Ahora bien, el Perú, un país con brechas sociales y desigualdad de oportunidades ¿Es ajeno a esta problemática? Definitivamente no, lo que coloca a muchas mujeres en situaciones de extrema vulnerabilidad, donde no solo deben lidiar con el machismo estructural, sino también con múltiples formas de exclusión que refuerzan su marginación dentro de la sociedad. Por lo tanto, este artículo tiene como objetivo exponer cómo la interseccionalidad nos permite comprender las diversas realidades sociales y visibilizar las múltiples barreras que enfrentan las mujeres en el Perú.
CAPÍTULOS /SUBTÍTULOS:
- Entre derechos y realidades: Lo que significa ser mujer queer en el Perú
En el Perú, existen múltiples puntos de intersección donde los grupos vulnerables enfrentan mayores dificultades debido a las estructuras de poder y exclusión que sostienen el status quo. Un ejemplo claro de esta desigualdad es la diferencia de realidades entre las mujeres heterosexuales y las mujeres queer. Mientras que todas las mujeres enfrentan obstáculos en una sociedad patriarcal, aquellas que pertenecen a la comunidad LGBT lidian con una doble carga de discriminación: por su género y por su orientación sexual o identidad de género.
Debeos reconocer que la sociedad peruana sigue siendo profundamente heteronormativa y, en consecuencia, homofóbica, lo que impacta directamente en la vida de las personas LGBT, limitando sus derechos y su acceso a espacios seguros. Históricamente, la comunidad ha sido invisibilizada y ha tenido que lidiar con la violencia estructural de un sistema que no solo no reconoce sus derechos, sino que muchas veces los vulnera activamente. Las leyes y políticas públicas han fallado en garantizar su protección, perpetuando la idea de que estas personas no existen o no merecen el mismo reconocimiento que los demás ciudadanos.
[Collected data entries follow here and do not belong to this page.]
//! # shipeval-providers
//!
//! Provider adapters: one uniform call surface over every supported LLM
//! backend, with retry, token/latency metrics, and model-version capture.
//!
//! ## Overview
//!
//! Callers construct a provider from a `TargetSpec` (`provider:model`) and
//! speak only the [`ModelProvider`] trait. Per-provider quirks — where the
//! system message goes, whether seeding is supported — are hidden here.
//!
//! Adapters never return partial or invented content: every failure is a
//! typed `EvalError` and the orchestrator decides what to do with it.
//!
//! ## Usage
//!
//! ```rust,ignore
//! let spec = TargetSpec::parse("openrouter:openai/gpt-4-turbo")?;
//! let provider = build_provider(&spec, Duration::from_secs(60))?;
//! let response = provider.generate(&messages, &options).await?;
//! ```

pub mod fake;
pub mod gateway;
pub mod mock_agent;
pub mod retry;
pub mod spec;

pub use fake::FakeProvider;
pub use gateway::{AnthropicProvider, GeminiProvider, OpenAiCompatProvider};
pub use mock_agent::MockAgentProvider;
pub use spec::{build_provider, ProviderKind, TargetSpec};

use async_trait::async_trait;

use shipeval_contracts::{
    chat::{ChatMessage, GenerateOptions, ModelResponse},
    error::EvalResult,
};

/// The uniform generation surface every adapter implements.
///
/// Implementations are a sum type over the capability set `{generate}`;
/// the trait exists so the orchestrator and agents can hold
/// `Arc<dyn ModelProvider>` without knowing the backend.
#[async_trait]
pub trait ModelProvider: Send + Sync {
    /// Send one ordered message list and return the model's reply.
    ///
    /// # Errors
    ///
    /// - `ProviderTransient` never escapes: it is retried internally and
    ///   surfaces as `ProviderRateLimit` or `ProviderTransient` only after
    ///   the retry budget is exhausted.
    /// - `ProviderFatal` for authentication, model-not-found, and rejected
    ///   requests. Never retried.
    async fn generate(
        &self,
        messages: &[ChatMessage],
        options: &GenerateOptions,
    ) -> EvalResult<ModelResponse>;

    /// The provider family name ("openai", "anthropic", "fake", ...).
    fn provider_name(&self) -> &str;

    /// The model this adapter instance targets.
    fn model_name(&self) -> &str;

    /// Whether this provider honors `GenerateOptions::seed`.
    ///
    /// When false and a seed was requested, the response
    /// `model_identifier` carries the ` [seed:unsupported]` suffix.
    fn supports_seed(&self) -> bool {
        false
    }
}

/// Append the seed-unsupported marker when a seed was requested from a
/// provider that cannot honor it.
pub(crate) fn mark_seed_support(
    model_identifier: String,
    supports_seed: bool,
    options: &GenerateOptions,
) -> String {
    if options.seed.is_some() && !supports_seed {
        format!("{model_identifier} [seed:unsupported]")
    } else {
        model_identifier
    }
}

#[cfg(test)]
mod tests {
    use shipeval_contracts::chat::GenerateOptions;

    use super::mark_seed_support;

    #[test]
    fn seed_marker_added_only_when_seed_requested_and_unsupported() {
        let with_seed = GenerateOptions { seed: Some(42), ..Default::default() };
        let without_seed = GenerateOptions::default();

        assert_eq!(
            mark_seed_support("claude-sonnet-4".into(), false, &with_seed),
            "claude-sonnet-4 [seed:unsupported]"
        );
        assert_eq!(
            mark_seed_support("claude-sonnet-4".into(), false, &without_seed),
            "claude-sonnet-4"
        );
        assert_eq!(
            mark_seed_support("gpt-4-turbo".into(), true, &with_seed),
            "gpt-4-turbo"
        );
    }
}
//! shipeval — SHIP mystery-shopper evaluation CLI
//!
//! Runs scripted Medicare scenarios against a target model, judges the
//! responses against the scenario's answer key, and persists every
//! artifact under a run directory.
//!
//! Usage:
//!   shipeval run scenarios/ship_q3.json fake:perfect
//!   shipeval run scenarios/ship_q3.json openrouter:openai/gpt-4-turbo \
//!       --agent-model anthropic:claude-sonnet-4 --judges 3 --seed 7
//!   shipeval report runs/

use std::path::PathBuf;
use std::process::ExitCode;

use clap::{Parser, Subcommand};
use tracing_subscriber::EnvFilter;

use shipeval_core::{run, RunOptions};
use shipeval_store::{aggregate, discover_runs};

// ── CLI definition ────────────────────────────────────────────────────────────

/// shipeval — evaluate AI Medicare guidance with the SHIP rubric.
#[derive(Parser)]
#[command(
    name = "shipeval",
    about = "SHIP mystery-shopper evaluation for AI Medicare guidance",
    long_about = "Reproduces the SHIP mystery-shopper methodology against language\n\
                  models: scripted beneficiary questions, claim extraction, multi-judge\n\
                  verification against an answer key, rule-based adjudication, and the\n\
                  four-tier SHIP rubric score. Every stage is persisted for audit."
)]
struct Cli {
    #[command(subcommand)]
    command: Command,
}

#[derive(Subcommand)]
enum Command {
    /// Run one scenario against a target model.
    Run {
        /// Path to the scenario JSON file.
        scenario: PathBuf,
        /// Target spec: provider:model (e.g. openrouter:openai/gpt-4-turbo,
        /// fake:perfect).
        target: String,
        /// Optional TOML file with run options; CLI flags override it.
        #[arg(long)]
        config: Option<PathBuf>,
        /// Provider:model for the extractor/verifier agents.
        #[arg(long)]
        agent_model: Option<String>,
        /// Number of verifier judges (minimum 1).
        #[arg(long)]
        judges: Option<usize>,
        /// Seed passed to providers that support it.
        #[arg(long)]
        seed: Option<u64>,
        /// Root directory for run output.
        #[arg(long)]
        output_dir: Option<PathBuf>,
        /// Overrides the timestamp-derived run id.
        #[arg(long)]
        run_id: Option<String>,
        /// Number of trials to run.
        #[arg(long)]
        trials: Option<usize>,
    },
    /// Aggregate per-model, per-scenario scores across persisted runs.
    Report {
        /// Root directory containing run subdirectories.
        #[arg(default_value = "runs")]
        runs_dir: PathBuf,
        /// Include trials without a rubric score in the averages.
        #[arg(long)]
        include_incomplete: bool,
    },
}

// ── Entry point ───────────────────────────────────────────────────────────────

#[tokio::main]
async fn main() -> ExitCode {
    // Structured logging; RUST_LOG=debug for verbose pipeline output.
    tracing_subscriber::fmt()
        .with_env_filter(
            EnvFilter::try_from_default_env().unwrap_or_else(|_| EnvFilter::new("warn")),
        )
        .with_target(false)
        .compact()
        .init();

    let cli = Cli::parse();
    match cli.command {
        Command::Run {
            scenario,
            target,
            config,
            agent_model,
            judges,
            seed,
            output_dir,
            run_id,
            trials,
        } => {
            let mut options = match config {
                Some(path) => match RunOptions::from_file(&path) {
                    Ok(options) => options,
                    Err(e) => {
                        eprintln!("shipeval: {e}");
                        return ExitCode::FAILURE;
                    }
                },
                None => RunOptions::default(),
            };
            if let Some(agent_model) = agent_model {
                options.agent_model = agent_model;
            }
            if let Some(judges) = judges {
                options.judges = judges;
            }
            if let Some(seed) = seed {
                options.seed = Some(seed);
            }
            if let Some(output_dir) = output_dir {
                options.output_dir = output_dir;
            }
            if run_id.is_some() {
                options.run_id = run_id;
            }
            if let Some(trials) = trials {
                options.trials = trials;
            }

            match run(&scenario, &target, options).await {
                Ok(summary) => {
                    println!();
                    println!(
                        "Run {} complete: {} trial(s), {} aborted — artifacts in {}",
                        summary.run_id,
                        summary.trials.len(),
                        summary.aborted_count(),
                        summary.run_dir.display()
                    );
                    // Aborted trials are persisted outcomes, not failures.
                    ExitCode::SUCCESS
                }
                Err(e) => {
                    eprintln!("shipeval: {e}");
                    ExitCode::FAILURE
                }
            }
        }

        Command::Report { runs_dir, include_incomplete } => {
            let runs = match discover_runs(&runs_dir) {
                Ok(runs) => runs,
                Err(e) => {
                    eprintln!("shipeval: {e}");
                    return ExitCode::FAILURE;
                }
            };

            let all_trials: Vec<_> = runs
                .iter()
                .flat_map(|r| r.trials.iter().cloned())
                .collect();
            println!(
                "{} run(s), {} trial(s) under {}",
                runs.len(),
                all_trials.len(),
                runs_dir.display()
            );
            println!();

            for row in aggregate(&all_trials, include_incomplete) {
                let mean_tier = row
                    .mean_rubric_score
                    .map(|s| format!("{s:.2}"))
                    .unwrap_or_else(|| "n/a".to_string());
                println!(
                    "{:<40} {:<30} trials {:>3} scored {:>3}  tier {}  complete {:>5.1}%  accurate {:>5.1}%",
                    row.model_name,
                    row.scenario_id,
                    row.trial_count,
                    row.scored_count,
                    mean_tier,
                    row.mean_completeness * 100.0,
                    row.mean_accuracy * 100.0
                );
            }
            ExitCode::SUCCESS
        }
    }
}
Esta problemática se vuelve aún más compleja cuando se intersecta con el hecho de ser mujer, ya que el machismo y la misoginia, presentes en todos los ámbitos de la sociedad, refuerzan la exclusión y el riesgo de violencia. Por ello, es fundamental visibilizar estas realidades y abogar por un cambio estructural que garantice la equidad y el respeto a los derechos humanos de todas las personas, sin importar su identidad de género u orientación sexual. Las mujeres queer han sido víctimas de una violencia sistemática diferente a la de las mujeres heterosexuales, e identificarlo es parte del camino correcto hacia una verdadera equidad.
Recordemos que ser parte de la comunidad LGBT no solo implica la orientación sexual, sino también la identidad de género y la manera en que cada persona decide expresarla. Un aspecto clave a considerar es la discriminación que enfrentan las mujeres que optan por una expresión de género catalogada como masculina, así como las mujeres lesbianas. Aunque una mujer que prefiere vestir con ropa considerada masculina no necesariamente forma parte de la comunidad lésbica, la sociedad tiende a asociar ambas realidades, utilizando términos como “machona” y “lesbiana” de manera peyorativa. Este fenómeno refleja dos problemas principales: por un lado, el castigo social hacia aquellas mujeres que desafían los estereotipos de feminidad impuestos por la cultura patriarcal y, por otro, la discriminación sistemática contra las mujeres lesbianas, a quienes se les descalifica y estigmatiza al tratar su orientación sexual como una desviación o una anomalía. Además, en nuestra sociedad persisten estereotipos negativos sobre las mujeres lesbianas, bisexuales y trans, lo que contribuye a su invisibilización y a la falta de reconocimiento de la diversidad de expresiones de género. Esta falta de representación y aceptación no solo restringe la libertad individual, sino que también fomenta la violencia y el rechazo hacia aquellas que se identifican con estos grupos, generando un entorno hostil y poco inclusivo.Para combatir esta discriminación, es fundamental cuestionar los roles de género tradicionales y promover el respeto hacia todas las formas de expresión de la identidad.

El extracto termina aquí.